Wednesday, 27 May

Auditor petitions gov't over ‘excessive’ mobile money and digital banking charges

News
Isaac Adjin Bonney
 

A group of citizens, professionals, and stakeholders within Ghana’s digital economy has petitioned the Ministries of Communications, Digitalisation and Innovation, and Finance to urgently intervene in what they describe as excessive and unfair charges imposed on mobile money and electronic financial transactions.

The petition, dated May 26, 2026, and was submitted by Isaac Adjin Bonney, Coordinator of District Societies of the Institute of Chartered Accountants Ghana (ICAG) and Chairman of the Adentan District Society of ICAG.

The petition follows growing public concern over charges associated with mobile money transfers, digital banking, and fintech services, including the recently suspended proposed 0.75 per cent fee on direct wallet-to-bank transfers by Mobile Money Fintech Limited (MMFL).

According to the petitioners, while regulation within the financial technology sector is necessary, consumers are increasingly burdened by multiple charges that threaten financial inclusion and undermine Ghana’s digitalisation agenda.

The group argued that although government did not directly invest in the development of mobile money services, regulatory oversight must not result in what they described as “double taxation” on consumers.

They also raised concerns over what they termed the dominant market position of major telecommunications operators, particularly MTN, warning that inadequate price regulation allows dominant players to impose charges that may not reflect fair market competition.

The petition further stated that consumers currently shoulder the full cost of many digital transactions, while banks, fintech firms, and telecom operators continue to derive substantial profits from the platforms.

According to the stakeholders, excessive transaction charges risk driving many users away from digital payments back to cash transactions, thereby affecting Ghana’s cash-lite and digital financial inclusion agenda.

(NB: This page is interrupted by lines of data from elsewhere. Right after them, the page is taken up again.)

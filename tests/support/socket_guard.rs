use std::net::TcpListener;
use std::panic::Location;

#[must_use]
pub fn socket_tests_required() -> bool {
    std::env::var("JSONSTREAM_REQUIRE_SOCKET_TESTS")
        .ok()
        .is_some_and(|value| matches!(value.to_ascii_lowercase().as_str(), "1" | "true" | "yes"))
}

/// Binds a loopback listener, or reports why the calling test is skipped.
#[track_caller]
#[must_use]
pub fn bind_loopback_or_skip() -> Option<TcpListener> {
    let location = Location::caller();
    match TcpListener::bind("127.0.0.1:0") {
        Ok(listener) => Some(listener),
        Err(error) => {
            let message = format!(
                "[socket-bound-test] cannot bind localhost socket at {}:{} ({error}); loopback stream test cannot run in this environment",
                location.file(),
                location.line()
            );
            if socket_tests_required() {
                panic!(
                    "{message}. Set JSONSTREAM_REQUIRE_SOCKET_TESTS=0 to allow local skip behavior."
                );
            }
            eprintln!(
                "{message}. Skipping test. Set JSONSTREAM_REQUIRE_SOCKET_TESTS=1 to fail-fast instead."
            );
            None
        }
    }
}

The petition called on regulators, including the Bank of Ghana (BoG), the National Communications Authority (NCA), and the Office of the Registrar of Companies (ORC), to introduce a transparent pricing framework for mobile money and electronic banking services.

Among the key recommendations outlined were the establishment of maximum allowable fees for digital transactions, mandatory public approval processes for new charges, and the publication of transparent tariff schedules.

The petitioners also proposed a cost-sharing mechanism between telecom companies, banks, and fintech firms to prevent consumers from bearing the entire cost of platform usage fees.

Additionally, they urged regulators to strengthen interoperability within the financial technology sector, enforce fair competition, and prevent the abuse of market dominance.

The group further called for the creation of a public complaints mechanism for unfair charges, mandatory disclosure of transaction fees before payments are completed, and periodic consumer impact assessments before new charges are introduced.

They also advocated compulsory stakeholder consultations involving institutions such as ICAG, GUTA, consumer advocacy groups, fintech companies, and telecom operators before any industry-wide fee adjustments are approved.

The petition concluded by urging government to strike a balance between regulation, innovation, and consumer protection to ensure Ghana maintains an affordable, inclusive, and sustainable digital financial ecosystem.